(Work order):
Filter the records below down to lines containing "with".

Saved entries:
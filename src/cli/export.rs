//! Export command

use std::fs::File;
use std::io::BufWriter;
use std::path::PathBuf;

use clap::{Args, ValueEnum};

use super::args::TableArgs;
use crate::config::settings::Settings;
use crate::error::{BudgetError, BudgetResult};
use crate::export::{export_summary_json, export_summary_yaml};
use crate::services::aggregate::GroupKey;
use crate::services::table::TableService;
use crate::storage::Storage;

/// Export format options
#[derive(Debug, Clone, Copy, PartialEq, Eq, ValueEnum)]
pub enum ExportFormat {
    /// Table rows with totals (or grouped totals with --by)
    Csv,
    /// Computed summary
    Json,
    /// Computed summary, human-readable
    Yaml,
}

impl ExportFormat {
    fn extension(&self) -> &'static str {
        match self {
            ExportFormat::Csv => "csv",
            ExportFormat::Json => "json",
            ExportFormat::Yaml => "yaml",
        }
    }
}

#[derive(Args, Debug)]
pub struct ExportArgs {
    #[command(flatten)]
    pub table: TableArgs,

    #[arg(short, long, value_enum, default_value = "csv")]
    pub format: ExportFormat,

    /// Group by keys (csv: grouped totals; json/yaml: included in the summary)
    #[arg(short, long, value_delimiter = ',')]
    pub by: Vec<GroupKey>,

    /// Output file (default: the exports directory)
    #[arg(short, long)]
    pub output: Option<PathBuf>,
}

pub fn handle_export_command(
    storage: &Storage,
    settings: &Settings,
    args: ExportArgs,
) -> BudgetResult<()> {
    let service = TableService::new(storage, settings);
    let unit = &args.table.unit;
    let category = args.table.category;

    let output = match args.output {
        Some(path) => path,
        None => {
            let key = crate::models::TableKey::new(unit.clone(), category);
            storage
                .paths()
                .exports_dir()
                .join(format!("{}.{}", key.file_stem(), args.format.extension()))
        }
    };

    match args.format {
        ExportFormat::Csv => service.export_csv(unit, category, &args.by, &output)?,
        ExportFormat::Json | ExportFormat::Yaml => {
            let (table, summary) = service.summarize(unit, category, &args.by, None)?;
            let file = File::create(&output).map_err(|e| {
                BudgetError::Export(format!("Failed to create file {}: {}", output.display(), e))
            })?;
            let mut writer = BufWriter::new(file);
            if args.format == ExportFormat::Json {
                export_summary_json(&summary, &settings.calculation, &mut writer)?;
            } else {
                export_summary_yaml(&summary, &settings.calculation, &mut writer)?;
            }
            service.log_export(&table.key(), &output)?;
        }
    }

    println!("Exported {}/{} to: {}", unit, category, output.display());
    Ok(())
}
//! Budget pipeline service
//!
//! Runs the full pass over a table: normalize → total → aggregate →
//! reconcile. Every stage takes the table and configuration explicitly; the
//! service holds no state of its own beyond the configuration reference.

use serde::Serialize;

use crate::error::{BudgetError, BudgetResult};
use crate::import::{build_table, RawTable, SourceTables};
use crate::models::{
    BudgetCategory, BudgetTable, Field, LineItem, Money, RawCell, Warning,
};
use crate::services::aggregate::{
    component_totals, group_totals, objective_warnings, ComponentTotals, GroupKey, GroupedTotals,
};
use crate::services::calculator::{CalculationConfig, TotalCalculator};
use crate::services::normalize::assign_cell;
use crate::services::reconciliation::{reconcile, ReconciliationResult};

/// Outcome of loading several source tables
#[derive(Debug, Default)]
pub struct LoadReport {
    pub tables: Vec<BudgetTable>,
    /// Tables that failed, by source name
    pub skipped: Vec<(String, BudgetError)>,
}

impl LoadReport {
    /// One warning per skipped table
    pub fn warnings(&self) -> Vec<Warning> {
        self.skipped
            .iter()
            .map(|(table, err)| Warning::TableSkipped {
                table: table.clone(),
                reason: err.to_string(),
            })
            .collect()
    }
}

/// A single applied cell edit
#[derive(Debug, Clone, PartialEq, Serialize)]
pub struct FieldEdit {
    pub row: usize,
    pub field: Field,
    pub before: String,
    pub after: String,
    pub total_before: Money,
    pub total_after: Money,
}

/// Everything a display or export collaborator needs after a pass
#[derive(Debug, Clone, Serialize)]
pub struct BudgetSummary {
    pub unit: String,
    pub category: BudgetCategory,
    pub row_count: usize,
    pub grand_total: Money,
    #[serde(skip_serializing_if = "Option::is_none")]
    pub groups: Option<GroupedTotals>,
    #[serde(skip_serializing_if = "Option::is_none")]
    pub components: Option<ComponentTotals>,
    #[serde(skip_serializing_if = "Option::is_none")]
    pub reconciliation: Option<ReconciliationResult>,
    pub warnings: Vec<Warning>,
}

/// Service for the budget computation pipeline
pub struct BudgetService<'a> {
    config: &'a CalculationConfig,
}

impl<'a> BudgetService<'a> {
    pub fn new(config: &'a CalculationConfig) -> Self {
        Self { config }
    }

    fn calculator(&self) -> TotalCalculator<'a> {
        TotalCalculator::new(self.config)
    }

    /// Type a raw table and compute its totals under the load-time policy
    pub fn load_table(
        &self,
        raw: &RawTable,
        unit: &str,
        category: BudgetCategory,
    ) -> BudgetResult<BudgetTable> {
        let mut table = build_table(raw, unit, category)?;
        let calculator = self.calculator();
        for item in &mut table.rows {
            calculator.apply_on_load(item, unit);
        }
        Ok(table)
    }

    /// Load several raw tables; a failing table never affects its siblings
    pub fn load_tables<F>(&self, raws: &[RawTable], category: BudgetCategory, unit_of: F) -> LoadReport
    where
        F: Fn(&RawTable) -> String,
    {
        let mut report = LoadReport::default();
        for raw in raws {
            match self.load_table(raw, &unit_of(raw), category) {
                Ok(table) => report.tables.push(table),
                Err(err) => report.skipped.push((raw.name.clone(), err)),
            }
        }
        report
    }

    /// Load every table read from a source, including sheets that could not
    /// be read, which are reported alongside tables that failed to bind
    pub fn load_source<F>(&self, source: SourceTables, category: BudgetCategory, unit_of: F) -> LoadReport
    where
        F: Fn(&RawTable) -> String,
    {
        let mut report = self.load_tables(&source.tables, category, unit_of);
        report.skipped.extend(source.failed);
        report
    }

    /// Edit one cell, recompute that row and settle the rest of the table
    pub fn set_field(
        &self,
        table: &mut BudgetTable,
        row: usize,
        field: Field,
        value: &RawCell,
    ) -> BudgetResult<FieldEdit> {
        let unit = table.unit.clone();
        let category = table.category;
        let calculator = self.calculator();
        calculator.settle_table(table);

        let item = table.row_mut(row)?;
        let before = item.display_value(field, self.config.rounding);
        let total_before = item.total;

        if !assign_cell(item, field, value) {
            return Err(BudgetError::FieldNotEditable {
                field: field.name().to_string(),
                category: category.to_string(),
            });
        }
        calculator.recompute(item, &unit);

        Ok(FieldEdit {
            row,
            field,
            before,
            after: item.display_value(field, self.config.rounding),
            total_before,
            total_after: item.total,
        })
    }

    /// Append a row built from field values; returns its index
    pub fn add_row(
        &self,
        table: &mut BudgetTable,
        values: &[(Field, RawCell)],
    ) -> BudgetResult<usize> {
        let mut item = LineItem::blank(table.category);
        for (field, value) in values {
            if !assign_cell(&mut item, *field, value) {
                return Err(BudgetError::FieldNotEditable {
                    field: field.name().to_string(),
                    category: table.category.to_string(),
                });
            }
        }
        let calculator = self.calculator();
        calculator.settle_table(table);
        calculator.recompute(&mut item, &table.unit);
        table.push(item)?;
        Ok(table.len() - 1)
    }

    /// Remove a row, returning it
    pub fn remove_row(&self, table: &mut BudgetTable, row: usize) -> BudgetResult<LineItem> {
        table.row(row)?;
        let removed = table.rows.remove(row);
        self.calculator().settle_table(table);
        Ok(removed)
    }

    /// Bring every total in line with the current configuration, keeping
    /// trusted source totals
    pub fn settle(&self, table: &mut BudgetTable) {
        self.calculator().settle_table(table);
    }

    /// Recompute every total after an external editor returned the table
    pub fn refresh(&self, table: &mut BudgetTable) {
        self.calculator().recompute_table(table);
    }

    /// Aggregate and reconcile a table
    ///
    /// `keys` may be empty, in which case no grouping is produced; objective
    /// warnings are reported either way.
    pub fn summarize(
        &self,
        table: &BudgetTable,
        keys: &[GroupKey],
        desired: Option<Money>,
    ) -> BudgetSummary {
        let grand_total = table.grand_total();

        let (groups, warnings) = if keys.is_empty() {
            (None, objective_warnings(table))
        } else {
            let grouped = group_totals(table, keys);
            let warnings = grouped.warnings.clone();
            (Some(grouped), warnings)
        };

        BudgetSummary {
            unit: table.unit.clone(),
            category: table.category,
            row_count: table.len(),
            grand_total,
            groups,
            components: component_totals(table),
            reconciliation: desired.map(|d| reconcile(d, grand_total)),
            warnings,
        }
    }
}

(Task response):
    /// Table rows with totals (or grouped totals with --by)
    /// Bring every total in line with the current configuration, keeping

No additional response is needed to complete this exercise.